Detroit was a 6-gun brig launched in 1798 as Adams in the United States. During the War of 1812 the British captured her, renamed her, and took her into the Provincial Marine. She served on Lake Erie during the War of 1812, giving the British control of the lake. The Americans briefly recaptured her, but she grounded and came under heavy fire. The Americans had to abandon her. The vessel was set afire and burnt.

==Description and construction==
Shortly after General Anthony Wayne took control of Detroit in 1796, a ship was ordered for construction by the United States Army. Construction of the 125-tons burthen vessel at the United States Shipyard on the River Rouge (at Baby Creek near what is now Woodmere Cemetery) began in 1797. Some accounts of the vessel indicate that the process of salting for preservation of the wood used in the construction was utilized aboard Adams. However, the process was done incorrectly and in a refit performed ten years after the brig's construction, it was found that the salt had been packed too tightly and had not dissolved into the wood, and remained hard and dry between the frames. The United States Army intended to use Adams as a transport vessel carrying supplies between American outposts on the upper Great Lakes including Fort Mackinac on Lake Huron. The vessel was also used to carry private cargo.

==Service history==
By the beginning of the War of 1812, Adams was the only American government vessel of any kind on the upper Great Lakes. Adams was armed with six 6 pdr cannon and operated out of Detroit. On 16 August 1812, General William Hull surrendered Detroit after a siege by British forces. Adams, which had been at Detroit, was surrendered too, and was taken into Provincial Marine service and renamed Detroit. The brig was added to the Provincial Marine's Lake Erie squadron. However, Detroits British service was short lived.
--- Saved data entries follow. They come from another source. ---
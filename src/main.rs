use std::{io, process::ExitCode};

use clap::Parser;
use clex::cli::cli::{run, Cli};
use tracing_subscriber::EnvFilter;

fn init_logging(verbose: bool) {
    let fallback = if verbose { "debug" } else { "warn" };
    let filter = EnvFilter::try_from_default_env().unwrap_or_else(|_| EnvFilter::new(fallback));

    tracing_subscriber::fmt()
        .with_env_filter(filter)
        .with_writer(io::stderr)
        .init();
}

fn main() -> ExitCode {
    let cli = Cli::parse();
    init_logging(cli.verbose);

    run(cli, &mut io::stdout().lock(), &mut io::stderr().lock()).into()
}
//! Command-line front end: argument parsing and one analysis run.

pub mod cli;
use std::{io::Write, path::PathBuf, process::ExitCode, time::Instant};

use clap::Parser;
use tracing::{error, info};

use crate::{
    errors::errors::ErrorImpl,
    lexer::{lexer::scan, table::TokenTable},
    report::{
        report::{format_tokens, render_diagnostic, ConsoleReporter, Reporter},
        source::select_source,
    },
};

#[derive(Parser, Debug)]
#[command(name = "clex")]
#[command(author, version, about = "Token counter for a small C-like language", long_about = None)]
pub struct Cli {
    /// Source file to analyse
    #[arg(conflicts_with = "sample")]
    pub input: Option<PathBuf>,

    /// Analyse the built-in sample program instead of a file
    #[arg(long)]
    pub sample: bool,

    /// Print every token with its byte span instead of the count table
    #[arg(long)]
    pub tokens: bool,

    /// Exit with a failure status when the scanner reports diagnostics
    #[arg(long)]
    pub strict: bool,

    /// Enable verbose output
    #[arg(short, long)]
    pub verbose: bool,
}

#[derive(Debug, Clone, Copy, PartialEq, Eq)]
pub enum Status {
    Success,
    Failure,
}

impl From<Status> for ExitCode {
    fn from(status: Status) -> Self {
        match status {
            Status::Success => ExitCode::SUCCESS,
            Status::Failure => ExitCode::FAILURE,
        }
    }
}

/// Runs one analysis: the report goes to `out`, problems to `err`.
pub fn run<O: Write, E: Write>(cli: Cli, out: &mut O, err: &mut E) -> Status {
    let source = match select_source(cli.input, cli.sample).and_then(|provider| provider.provide()) {
        Ok(source) => source,
        Err(error) => {
            let written = if let ErrorImpl::NoInputSelected = error.get_impl() {
                writeln!(out, "No file selected. Exiting...")
            } else {
                writeln!(err, "error: {}", error)
            };
            if let Err(io_error) = written {
                error!(%io_error, "failed to write error");
            }
            return Status::Failure;
        }
    };

    let start = Instant::now();
    let scanned = scan(&source.text);
    info!("Tokenized in {:?}", start.elapsed());

    let clean = scanned.is_clean();
    let diagnostics = scanned
        .diagnostics
        .iter()
        .map(|diagnostic| render_diagnostic(diagnostic, &source.text, &source.name))
        .collect::<String>();

    let written = err.write_all(diagnostics.as_bytes()).and_then(|_| {
        if cli.tokens {
            out.write_all(format_tokens(&scanned).as_bytes())
                .and_then(|_| out.flush())
        } else {
            ConsoleReporter::new(&mut *out).report(&TokenTable::from(scanned))
        }
    });

    if let Err(io_error) = written {
        error!(%io_error, "failed to write report");
        return Status::Failure;
    }

    if cli.strict && !clean {
        return Status::Failure;
    }

    Status::Success
}
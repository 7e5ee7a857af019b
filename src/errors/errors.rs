use std::fmt::Display;

use thiserror::Error;

use crate::Position;

#[derive(Debug, Clone, PartialEq, Eq)]
pub struct Error {
    internal_error: ErrorImpl,
    position: Position,
}

impl Error {
    pub fn new(error_impl: ErrorImpl, position: Position) -> Self {
        Error {
            internal_error: error_impl,
            position,
        }
    }

    pub fn get_position(&self) -> &Position {
        &self.position
    }

    pub fn get_impl(&self) -> &ErrorImpl {
        &self.internal_error
    }

    /// Lexical errors come from the scanner and never stop it. The rest are
    /// raised by the input collaborators before any scanning happens.
    pub fn is_lexical(&self) -> bool {
        matches!(
            self.internal_error,
            ErrorImpl::UnrecognisedCharacter { .. }
                | ErrorImpl::UnterminatedComment
                | ErrorImpl::UnterminatedLiteral
        )
    }

    pub fn get_error_name(&self) -> &str {
        match &self.internal_error {
            ErrorImpl::UnrecognisedCharacter { .. } => "UnrecognisedCharacter",
            ErrorImpl::UnterminatedComment => "UnterminatedComment",
            ErrorImpl::UnterminatedLiteral => "UnterminatedLiteral",
            ErrorImpl::NoInputSelected => "NoInputSelected",
            ErrorImpl::FileRead { .. } => "FileRead",
        }
    }

    pub fn get_tip(&self) -> ErrorTip {
        match &self.internal_error {
            ErrorImpl::UnrecognisedCharacter { character } => ErrorTip::Suggestion(format!(
                "`{}` is not part of the language and was skipped",
                character.escape_debug()
            )),
            ErrorImpl::UnterminatedComment => {
                ErrorTip::Suggestion(String::from("Block comment is missing its closing `*/`"))
            }
            ErrorImpl::UnterminatedLiteral => ErrorTip::Suggestion(String::from(
                "String literal is missing its closing quote",
            )),
            ErrorImpl::NoInputSelected => ErrorTip::None,
            ErrorImpl::FileRead { message, .. } => ErrorTip::Suggestion(message.clone()),
        }
    }
}

impl Display for Error {
    fn fmt(&self, f: &mut std::fmt::Formatter<'_>) -> std::fmt::Result {
        if self.is_lexical() {
            write!(f, "{} at byte {}", self.internal_error, self.position)
        } else {
            write!(f, "{}", self.internal_error)
        }
    }
}

impl std::error::Error for Error {}

pub enum ErrorTip {
    None,
    Suggestion(String),
}

impl Display for ErrorTip {
    fn fmt(&self, f: &mut std::fmt::Formatter<'_>) -> std::fmt::Result {
        match self {
            ErrorTip::None => write!(f, ""),
            ErrorTip::Suggestion(suggestion) => write!(f, "{}", suggestion),
        }
    }
}

#[derive(Error, Debug, Clone, PartialEq, Eq)]
pub enum ErrorImpl {
    #[error("unrecognised character: {character:?}")]
    UnrecognisedCharacter { character: String },
    #[error("unterminated block comment")]
    UnterminatedComment,
    #[error("unterminated string literal")]
    UnterminatedLiteral,
    #[error("no file selected")]
    NoInputSelected,
    #[error("error reading file {path:?}: {message}")]
    FileRead { path: String, message: String },
}
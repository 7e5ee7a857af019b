use lazy_static::lazy_static;
use regex::{Captures, Match, Regex};

use crate::{errors::errors::ErrorImpl, MK_RULE};

use super::tokens::{TokenKind, KEYWORDS, OPERATORS, PUNCTUATORS};

lazy_static! {
    /// The one grammar shared by every scan. Built on first use, read-only after.
    pub static ref GRAMMAR: Grammar = Grammar::new();
}

/// Lexical problems the grammar recognises instead of letting input fall through.
#[derive(Debug, Clone, Copy, PartialEq, Eq)]
pub enum Fault {
    UnterminatedComment,
    UnterminatedLiteral,
    Unrecognised,
}

impl Fault {
    pub fn to_error_impl(self, text: &str) -> ErrorImpl {
        match self {
            Fault::UnterminatedComment => ErrorImpl::UnterminatedComment,
            Fault::UnterminatedLiteral => ErrorImpl::UnterminatedLiteral,
            Fault::Unrecognised => ErrorImpl::UnrecognisedCharacter {
                character: text.to_string(),
            },
        }
    }
}

#[derive(Debug, Clone, Copy, PartialEq, Eq)]
pub enum RuleAction {
    Emit(TokenKind),
    Skip(TokenKind),
    Diagnose(Fault),
}

#[derive(Debug, Clone)]
pub struct Rule {
    pub name: &'static str,
    pub pattern: String,
    pub action: RuleAction,
}

/// Ordered rules compiled into a single alternation of named groups.
///
/// The regex engine picks the leftmost match and, at that position, the first
/// alternative that matches, so rule order is priority order. The last rule
/// accepts any character, which makes every position of the input matchable.
#[derive(Debug)]
pub struct Grammar {
    rules: Vec<Rule>,
    regex: Regex,
}

impl Grammar {
    fn new() -> Grammar {
        let rules = rules();
        let alternation = rules
            .iter()
            .map(|rule| format!("(?P<{}>{})", rule.name, rule.pattern))
            .collect::<Vec<String>>()
            .join("|");

        Grammar {
            regex: Regex::new(&alternation).unwrap(),
            rules,
        }
    }

    pub fn rules(&self) -> &[Rule] {
        &self.rules
    }

    pub fn regex(&self) -> &Regex {
        &self.regex
    }

    /// Returns the rule whose group produced `captures`, with the text it matched.
    pub fn classify<'h>(&self, captures: &Captures<'h>) -> Option<(&Rule, Match<'h>)> {
        self.rules
            .iter()
            .find_map(|rule| captures.name(rule.name).map(|matched| (rule, matched)))
    }
}

fn rules() -> Vec<Rule> {
    vec![
        MK_RULE!(
            "whitespace",
            r"[ \t\n\r\x0B\x0C]+",
            RuleAction::Skip(TokenKind::Whitespace)
        ),
        MK_RULE!(
            "comment",
            r"//.*|/\*[^*]*\*+(?:[^/*][^*]*\*+)*/",
            RuleAction::Skip(TokenKind::Comment)
        ),
        MK_RULE!(
            "unterminated_comment",
            r"/\*(?s:.*)",
            RuleAction::Diagnose(Fault::UnterminatedComment)
        ),
        MK_RULE!("keyword", keyword_pattern(), RuleAction::Emit(TokenKind::Keyword)),
        MK_RULE!(
            "identifier",
            r"[a-zA-Z_][a-zA-Z0-9_]*",
            RuleAction::Emit(TokenKind::Identifier)
        ),
        MK_RULE!("operator", operator_pattern(), RuleAction::Emit(TokenKind::Operator)),
        MK_RULE!(
            "constant",
            r"[+-]?(?:[0-9]+\.?[0-9]*|\.[0-9]+)(?:[eE][+-]?[0-9]+)?",
            RuleAction::Emit(TokenKind::Constant)
        ),
        MK_RULE!(
            "literal",
            r#""[^"\\]*(?:\\(?s:.)[^"\\]*)*""#,
            RuleAction::Emit(TokenKind::Literal)
        ),
        MK_RULE!(
            "unterminated_literal",
            r#""(?s:.*)"#,
            RuleAction::Diagnose(Fault::UnterminatedLiteral)
        ),
        MK_RULE!(
            "punctuator",
            punctuator_pattern(),
            RuleAction::Emit(TokenKind::Punctuator)
        ),
        MK_RULE!("unrecognised", r"(?s:.)", RuleAction::Diagnose(Fault::Unrecognised)),
    ]
}

// Identifiers are ASCII, so the keyword boundary is too: `inté` starts
// with the keyword `int`.
fn keyword_pattern() -> String {
    format!(r"(?-u:\b)(?:{})(?-u:\b)", KEYWORDS.join("|"))
}

// Several operators are prefixes of others, so the longest spellings go first.
fn operator_pattern() -> String {
    let mut operators = OPERATORS.to_vec();
    operators.sort_by(|a, b| b.len().cmp(&a.len()));

    operators
        .iter()
        .map(|operator| regex::escape(operator))
        .collect::<Vec<String>>()
        .join("|")
}

fn punctuator_pattern() -> String {
    PUNCTUATORS
        .iter()
        .map(|punctuator| regex::escape(&punctuator.to_string()))
        .collect::<Vec<String>>()
        .join("|")
}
On 8 October, Detroit, with the North West Company's brig , was anchored off Fort Erie. Lieutenant Jesse Elliott, commander of the United States Navy forces on Lake Erie, spotted the vessels and commanded a cutting out operation to capture both brigs. The American force of 100 departed Buffalo Creek and approached the British vessels in darkness. Elliott's force successfully captured both vessels and the Americans made for safe harbour at Black Rock. Caledonia arrived safely, but Detroit ran aground on the southern tip of Squaw Island after the wind had died and the vessel became unmanageable, while under fire from British artillery. The British sent a force to retake the ship, but Elliott's crew beat off the attack. In order to prevent the brig's recapture, Elliott ordered the ship burned.